Errors inbox provides a unified error tracking experience to detect and triage
errors:

 * View and triage issues across applications and services that your team cares
   about for faster error resolutions.
 * Proactive notifications with detailed error information in Slack.
 * Error profiles to show similarities between error events and surface the root
   cause by analyzing attributes.
 * Analyze errors in context of the full stack and resolve errors with
   precision.
 * Errors for APM, browser monitoring, mobile monitoring, and AWS Lambda
   functions are all captured in the same inbox.

Ready to get started? See our docs about creating your first workload.


MONITOR ERRORS

Once you've set up your errors inbox, you can begin proactively monitoring all
errors in your stack:


ERROR GROUPS

Error groups are sets of events that make up a unique error. Error groups are
stored long term and contain metrics, activity log, discussions, and basic
information about the unique error. Error groups are tied to the entity, so
making a change to the state of an error group in one errors inbox will impact
all other inboxes that contain that entity.


HOW ERROR GROUPS WORK

Error events get grouped into an error group when they share the same
fingerprint. As events are ingested by New Relic, we run the events through a
set of managed rules that output a fingerprint. Every unique fingerprint has a
single error group associated with it.

The New Relic managed rules normalize the error data, identifying and ignoring
unique values such as UUIDs, hex values, and email addresses that would cause
grouping "like" errors into unique groups.
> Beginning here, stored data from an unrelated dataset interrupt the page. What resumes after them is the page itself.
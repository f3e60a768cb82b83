use serde::Serialize;

use crate::domain::message::Message;

#[derive(Debug, Clone, PartialEq, Serialize)]
pub struct MessageDto {
    pub id: String,
    pub name: String,
    pub email: Option<String>,
    pub phone: Option<String>,
    pub message: String,
    pub read: bool,
    pub created_at: String,
}

impl From<Message> for MessageDto {
    fn from(value: Message) -> Self {
        Self {
            id: value.id.into_inner(),
            name: value.name.into_inner(),
            email: value.email.map(|e| e.into_inner()),
            phone: value.phone.map(|p| p.into_inner()),
            message: value.body.into_inner(),
            read: value.read,
            created_at: value.created_at.format("%Y-%m-%d %H:%M").to_string(),
        }
    }
}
New Relic account ID, entity ID,
error class, error message, stack trace, and exception are all data that can
impact a fingerprint.

Do any of the following apply to your errors inbox today?

 * Errors not grouped in a way that makes the most sense for your application.
 * Multiple unmerged groups that you would like to see merged.
 * A “noisy” inbox due to poor grouping that pushes you to exceed the daily
   limit of unique error groups.
 * An error group in your inbox that contains unrelated errors.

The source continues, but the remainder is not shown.